Get that? Iraqis as a whole hate al Qaeda and Osama. And for good reason: al Qaeda views Iraq’s 80% Sunni Shia (thanks Andrew) and Kurdish populations as apostates and enemies.
But even among the 20% Sunni population which Osama might troll for support, he and his organization are mainly reviled. This is predictable, as many Iraq Sunnis were Baathists, or simply more secular than the fundamentalist al Qaeda, and also because Iraq’s Sunnis grew to resent being murdered by al Qaeda’s small contingent of foreign cutthroats and murderers. While the administration and its pro-war flacks like McCain have tried to portray the “Anbar Awakening” to the surge or increased American military activity in those regions, this is simply untrue. Sunni rejection of Al Qaeda is typically accompanied by more of a hands off approach, turning away from confrontation with Sunni groups, and arming their former enemies while giving them more autonomy and less interference from US or Iraqi Central government forces. The awakening movements have succeeded largely by lowering our profile in those areas.
As the mission in Iraq grew more costly, more bungled, and more protracted, Bush and the few remaining war pimps like McCain have struggled to put forward a rationale for the fiasco, stubborn and unwilling as they are to admit the most monumental fucking mistake in the history of American foreign policy. The rationales which were put forward before the war, destroying the phantasmagorical WMDs, and liberating a grateful population to establish a secular, pro-western democracy are, as the late William F. Buckley not, irretrievable failures.

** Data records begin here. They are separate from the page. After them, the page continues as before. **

use tracing_subscriber::layer::SubscriberExt;
use tracing_subscriber::util::SubscriberInitExt;
use tracing_subscriber::{EnvFilter, Layer};

const DEFAULT_FILTER: &str = "info,sqlx=warn";

#[derive(Debug, Clone, Copy, PartialEq, Eq)]
pub enum LogFormat {
    Text,
    Json,
}

impl LogFormat {
    pub fn parse(value: Option<&str>) -> Self {
        match value.map(|v| v.trim().to_ascii_lowercase()).as_deref() {
            Some("json") => LogFormat::Json,
            _ => LogFormat::Text,
        }
    }
}

/// Installs the global subscriber. `RUST_LOG` overrides the default filter and
/// `LOG_FORMAT=json` switches to one JSON object per line. Logs go to stderr so
/// stdout stays clean for the run report.
pub fn init_from_env() -> anyhow::Result<()> {
    let filter =
        EnvFilter::try_from_default_env().unwrap_or_else(|_| EnvFilter::new(DEFAULT_FILTER));
    let format = LogFormat::parse(std::env::var("LOG_FORMAT").ok().as_deref());

    let fmt = match format {
        LogFormat::Json => tracing_subscriber::fmt::layer()
            .json()
            .with_target(true)
            .with_writer(std::io::stderr)
            .boxed(),
        LogFormat::Text => tracing_subscriber::fmt::layer()
            .with_target(false)
            .with_writer(std::io::stderr)
            .boxed(),
    };

    tracing_subscriber::registry()
        .with(filter)
        .with(fmt)
        .try_init()
        .map_err(|e| anyhow::anyhow!("tracing already initialized: {e}"))
}
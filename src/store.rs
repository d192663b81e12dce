use async_trait::async_trait;
use chrono::{DateTime, Duration, Utc};
use uuid::Uuid;

use crate::error::StoreError;
use crate::ledger::{BeginOutcome, LedgerEntry};
use crate::models::{
    Assignment, AssignmentTarget, ClassifiedRecord, DeviceStats, GridCell, LoadMode, RegionKind,
    RegionRecord,
};

/// Destination store used by the pipeline. `PgStore` is the production implementation.
#[async_trait]
pub trait Store: Send + Sync {
    /// Closes RUNNING rows older than `lease`, then either appends a RUNNING row for
    /// `run_id` or reports the run that still holds the ledger. Atomic.
    async fn begin_run(
        &self,
        run_id: Uuid,
        started_at: DateTime<Utc>,
        lease: Duration,
    ) -> Result<BeginOutcome, StoreError>;

    async fn append_ledger(&self, entry: &LedgerEntry) -> Result<(), StoreError>;

    async fn last_success(&self) -> Result<Option<LedgerEntry>, StoreError>;

    /// Most recent rows first.
    async fn recent_ledger(&self, limit: i64) -> Result<Vec<LedgerEntry>, StoreError>;

    /// Upserts on the record id without touching stored region ids. In overwrite mode
    /// the rows for these ids are deleted first, in the same transaction.
    async fn upsert_records(
        &self,
        records: &[ClassifiedRecord],
        mode: LoadMode,
    ) -> Result<u64, StoreError>;

    async fn replace_grid_cells(&self, run_id: Uuid, cells: &[GridCell]) -> Result<u64, StoreError>;

    async fn replace_device_stats(
        &self,
        run_id: Uuid,
        stats: &[DeviceStats],
    ) -> Result<u64, StoreError>;

    /// Regions of one kind in ascending id order.
    async fn load_regions(&self, kind: RegionKind) -> Result<Vec<RegionRecord>, StoreError>;

    async fn clear_assignments(&self) -> Result<u64, StoreError>;

    /// Stored points missing either region id with `id > after_id`, ascending.
    async fn pending_assignments(
        &self,
        after_id: i64,
        limit: i64,
    ) -> Result<Vec<AssignmentTarget>, StoreError>;

    /// Fills only the columns that are still NULL. Returns the number of fields written.
    async fn apply_assignments(&self, updates: &[Assignment]) -> Result<u64, StoreError>;
}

The last resort is fear — and the attempt to tie the whole misbegotten, ill-executed Iraq failure into the meme of 9/11 and the war against terror. It may be disingenuous, and unconscionably stupid for Bush and McCain to present the war in this light, but it is all too predictable given the complete absence of remorse for ruinous decisions and utter lack of intellectual integrity. McCain, for better or worse, has saddled himself to being pro-war, and he intends to ride it into the ground.

Bush is at 19%, so appealing to the cowards who still support bush will get you nowhere.
In my continuing crusade against pointless Manicheanism I declare the answer to the first two questions to be a resounding “Both!”
Just a quick note: after the last block quote you refer to “Iraq’s 80% Sunni… as apostates” when I’m sure you mean Shia.
Andrew — Exactly right. Now corrected.